Sauf que le message ne passe pas toujours… C’est ainsi qu’en 2014, Tél and Com a pensé fermer ses magasins et supprimer 760 postes à coup de ruptures individuelles… avant d’être rattrapé par l’administration et de devoir mettre en œuvre un PSE (lire Entreprise & Carrières n° 1243). En 2015, l’inspection du travail a dressé deux procès-verbaux à Sopra Steria pour recours « fréquent et volumineux » aux ruptures conventionnelles et contournement des procédures de licenciements collectifs (lire p. 23).

De fait, le succès des ruptures conventionnelles interroge sur leur usage. Environ 30 000 sont homologuées tous les mois, dont 85 % donnent lieu à une inscription à Pôle emploi.
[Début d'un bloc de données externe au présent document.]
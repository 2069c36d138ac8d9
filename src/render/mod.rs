//! Terminal presentation.
//!
//! Turns interpreted results into text panels (header, gauge, breakdown,
//! roadmap) or JSON documents. Every function returns a `String`; callers
//! decide where it is written.

mod breakdown;
mod gauge;
mod roadmap;

use std::fmt::Write;

use colored::Colorize;
use serde::Serialize;

pub use breakdown::{render_breakdown, render_reasons};
pub use gauge::{format_percent, hex_color, needle_column, render_gauge, GAUGE_WIDTH};
pub use roadmap::{render_roadmap, RoadmapItem, RoadmapStatus, ROADMAP};

use crate::app::UiState;
use crate::interpret::{interpret, Interpretation};

const DISCLAIMER: &str =
    "Score is based on static analysis and does not guarantee complete safety.";

/// Title block printed once per text session.
pub fn render_header() -> String {
    format!(
        "{}\n{}\n",
        "Fake Website Detection".bold(),
        "Detect suspicious websites before you trust them".dimmed()
    )
}

/// Line shown while a request is in flight.
pub fn render_loading(url: &str) -> String {
    format!("{} {url}\n", "Analyzing...".cyan())
}

/// Full result view: gauge, disclaimer, breakdown, optional reasons, roadmap.
pub fn render_report(interpretation: &Interpretation, show_reasons: bool) -> String {
    let mut out = String::new();
    if let Some(domain) = &interpretation.domain {
        let _ = writeln!(out, "{} {domain}\n", "Domain:".bold());
    }
    out += &render_gauge(&interpretation.reading);
    let _ = writeln!(out, "\n  {}\n", DISCLAIMER.dimmed());
    out += &render_breakdown(&interpretation.signals);
    if show_reasons {
        let _ = writeln!(out, "\n{}", render_reasons(&interpretation.reasons));
    } else {
        out.push('\n');
    }
    out += &render_roadmap();
    out
}

/// Error panel for a failed analysis.
pub fn render_error(message: &str) -> String {
    format!("{} {message}\n", "Error:".red().bold())
}

/// Text view for any state.
///
/// With no result and nothing loading, only the roadmap is shown.
pub fn render_state(state: &UiState, url: &str, show_reasons: bool) -> String {
    match state {
        UiState::Idle => render_roadmap(),
        UiState::Loading => render_loading(url),
        UiState::Success(result) => render_report(&interpret(result), show_reasons),
        UiState::Error(message) => render_error(message),
    }
}

#[derive(Debug, Serialize)]
struct JsonReport<'a> {
    url: &'a str,
    #[serde(skip_serializing_if = "Option::is_none")]
    result: Option<Interpretation>,
    #[serde(skip_serializing_if = "Option::is_none")]
    error: Option<&'a str>,
}

/// JSON document for a settled state; `None` for `Idle` and `Loading`.
///
/// # Errors
///
/// Returns a `serde_json::Error` if serialization fails.
pub fn render_json(state: &UiState, url: &str) -> Result<Option<String>, serde_json::Error> {
    let report = match state {
        UiState::Idle | UiState::Loading => return Ok(None),
        UiState::Success(result) => JsonReport {
            url,
            result: Some(interpret(result)),
            error: None,
        },
        UiState::Error(message) => JsonReport {
            url,
            result: None,
            error: Some(message),
        },
    };
    serde_json::to_string(&report).map(Some)
}

#[cfg(test)]
mod tests {
    use super::*;
    use crate::backend::{AnalysisResult, StaticAnalysis};

    fn result() -> AnalysisResult {
        AnalysisResult {
            static_risk_score: 65.0,
            static_reasons: vec!["Domain uses a suspicious top-level domain (TLD)".to_string()],
            static_analysis: StaticAnalysis {
                domain: Some("secure-login.xyz".to_string()),
                domain_age_days: Some(3),
                has_https: false,
                suspicious_keywords: vec!["secure".to_string(), "login".to_string()],
                suspicious_tld: true,
                tld: ".xyz".to_string(),
            },
        }
    }

    #[test]
    fn test_idle_shows_roadmap_only() {
        colored::control::set_override(false);
        let rendered = render_state(&UiState::Idle, "", false);
        assert_eq!(rendered, render_roadmap());
    }

    #[test]
    fn test_report_contains_all_panels() {
        colored::control::set_override(false);
        let rendered = render_state(&UiState::Success(result()), "https://secure-login.xyz", false);

        assert!(rendered.contains("Domain: secure-login.xyz"));
        assert!(rendered.contains("35%"));
        assert!(rendered.contains("HIGH RISK"));
        assert!(rendered.contains(DISCLAIMER));
        assert!(rendered.contains("Found: secure, login"));
        assert!(rendered.contains("System Roadmap"));
        assert!(!rendered.contains("Reasons"));
    }

    #[test]
    fn test_report_with_reasons() {
        colored::control::set_override(false);
        let rendered = render_report(&interpret(&result()), true);
        assert!(rendered.contains("• Domain uses a suspicious top-level domain (TLD)"));
    }

    #[test]
    fn test_error_panel() {
        colored::control::set_override(false);
        let rendered = render_state(&UiState::Error("boom".to_string()), "", false);
        assert_eq!(rendered, "Error: boom\n");
    }

    #[test]
    fn test_json_success_document() {
        let json = render_json(&UiState::Success(result()), "https://secure-login.xyz")
            .unwrap()
            .unwrap();
        let value: serde_json::Value = serde_json::from_str(&json).unwrap();

        assert_eq!(value["url"], "https://secure-login.xyz");
        assert_eq!(value["result"]["reading"]["protection"], 35.0);
        assert_eq!(value["result"]["reading"]["category"], "HIGH_RISK");
        assert_eq!(value["result"]["signals"][0]["kind"], "https");
        assert_eq!(value["result"]["signals"][0]["safe"], false);
        assert!(value.get("error").is_none());
    }

    #[test]
    fn test_json_error_document() {
        let json = render_json(&UiState::Error("boom".to_string()), "https://x.test")
            .unwrap()
            .unwrap();
        assert_eq!(json, r#"{"url":"https://x.test","error":"boom"}"#);
    }

    #[test]
    fn test_json_nothing_for_unsettled_states() {
        assert!(render_json(&UiState::Idle, "").unwrap().is_none());
        assert!(render_json(&UiState::Loading, "").unwrap().is_none());
    }
}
Pour autant, ces chiffres sont à interpréter avec prudence, prévient Camille Signoretto : « Les ruptures conventionnelles ont remplacé en partie les licenciements économiques, mais aussi tous les autres modes de rupture du contrat de travail : licenciements personnels, démissions… S’il existe en effet des comportements de substitution, on ne peut pas parler de pratique généralisée. Sans oublier que les ruptures conventionnelles pour motif économique ne sont pas illicites, sauf si elles visent à contourner un plan de licenciements économiques collectifs. »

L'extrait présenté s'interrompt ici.